Julia, first I want to thank you for your post and kind work trying to change breeders habits on selling puppies on this early time.

May I ask you where your baby is from? 
She looks adorable! 

Concerning the size I know that the european standard (FCI) is between 3 to 4 kg but it may range. 

http://en.wikipedia.org/wiki/Maltese_(dog)


Alexandra :wub:


----------



## Leila'sMommy (Oct 20, 2012)

You're doing a great thing in trying to get the word out that they should stay with their mother longer and also that you asked your breeder to keep yours longer too! It's a slow process in getting things like this to change.

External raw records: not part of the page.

//! Web Server Entry Point
//!
//! Application entry point and server initialization.
//! Uses `anyhow` for startup errors; request errors are rendered by the
//! `rango` and `auth` error types.

mod config;

use auth::PgAuthRepository;
use auth::domain::AuthSessionRepository;
use axum::Router;
use axum::extract::DefaultBodyLimit;
use axum::response::Redirect;
use axum::routing::get;
use rango::rango_router;
use sqlx::postgres::PgPoolOptions;
use tokio::net::TcpListener;
use tower_http::services::ServeDir;
use tower_http::trace::TraceLayer;
use tracing_subscriber::{layer::SubscriberExt, util::SubscriberInitExt};

use crate::config::ServerConfig;

#[tokio::main]
async fn main() -> anyhow::Result<()> {
    // Load .env file
    dotenvy::dotenv().ok();

    // Initialize tracing
    tracing_subscriber::registry()
        .with(
            tracing_subscriber::EnvFilter::try_from_default_env()
                .unwrap_or_else(|_| "web=info,rango=info,auth=info,tower_http=info".into()),
        )
        .with(tracing_subscriber::fmt::layer())
        .init();

    let config = ServerConfig::from_env()?;

    // Database connection
    let pool = PgPoolOptions::new()
        .max_connections(5)
        .connect(&config.database_url)
        .await?;

    tracing::info!("Connected to database");

    // Run migrations
    sqlx::migrate!("../../../database/migrations")
        .run(&pool)
        .await?;

    tracing::info!("Migrations completed");

    // Startup cleanup: remove expired sessions
    // Errors here should not prevent server startup
    let auth_store_for_cleanup = PgAuthRepository::new(pool.clone());
    if let Err(e) = auth_store_for_cleanup.cleanup_expired().await {
        tracing::warn!(
            error = %e,
            "Auth session cleanup failed, continuing anyway"
        );
    }

    tokio::fs::create_dir_all(&config.rango.media_root).await?;
    let media = ServeDir::new(&config.rango.media_root);
    let media_url = config.rango.media_url.trim_end_matches('/').to_string();

    // Build router
    let app = Router::new()
        .route("/", get(|| async { Redirect::permanent("/rango/") }))
        .merge(rango_router(pool, config.rango, config.auth))
        .nest_service(&media_url, media)
        .layer(DefaultBodyLimit::max(config.max_upload_bytes))
        .layer(TraceLayer::new_for_http());

    // Start server
    tracing::info!("Listening on {}", config.bind_addr);

    let listener = TcpListener::bind(config.bind_addr).await?;
    axum::serve(listener, app)
        .with_graceful_shutdown(shutdown_signal())
        .await?;

    tracing::info!("Server stopped");
    Ok(())
}

async fn shutdown_signal() {
    let ctrl_c = async {
        if let Err(e) = tokio::signal::ctrl_c().await {
            tracing::error!(error = %e, "Failed to listen for Ctrl+C");
        }
    };

    #[cfg(unix)]
    let terminate = async {
        match tokio::signal::unix::signal(tokio::signal::unix::SignalKind::terminate()) {
            Ok(mut signal) => {
                signal.recv().await;
            }
            Err(e) => tracing::error!(error = %e, "Failed to listen for SIGTERM"),
        }
    };

    #[cfg(not(unix))]
    let terminate = std::future::pending::<()>();

    tokio::select! {
        _ = ctrl_c => {},
        _ = terminate => {},
    }

    tracing::info!("Shutdown signal received");
}
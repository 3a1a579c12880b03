//! Auth Entity
//!
//! Password credentials for a user, kept apart from the User entity so that
//! profile queries never load the hash.

use chrono::{DateTime, Utc};

use crate::domain::value_object::{user_id::UserId, user_password::UserPassword};

#[derive(Debug, Clone)]
pub struct Auth {
    /// Reference to User
    pub user_id: UserId,
    pub password_hash: UserPassword,
    pub created_at: DateTime<Utc>,
    pub updated_at: DateTime<Utc>,
}

impl Auth {
    pub fn new(user_id: UserId, password_hash: UserPassword) -> Self {
        let now = Utc::now();
        Self {
            user_id,
            password_hash,
            created_at: now,
            updated_at: now,
        }
    }
}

But you have to start somewhere, right? Maybe you can talk to your local news stations and ask them to do a segment on TV about it. Print out some information on the importance of toy breeds staying with their mother and litter mates for at least 12 weeks to back up what you're telling them. Good luck and congratulations on your new fluff. I'm sure you're so excited!


Sent from Petguide.com Free App


----------



## kilodzul (Oct 7, 2013)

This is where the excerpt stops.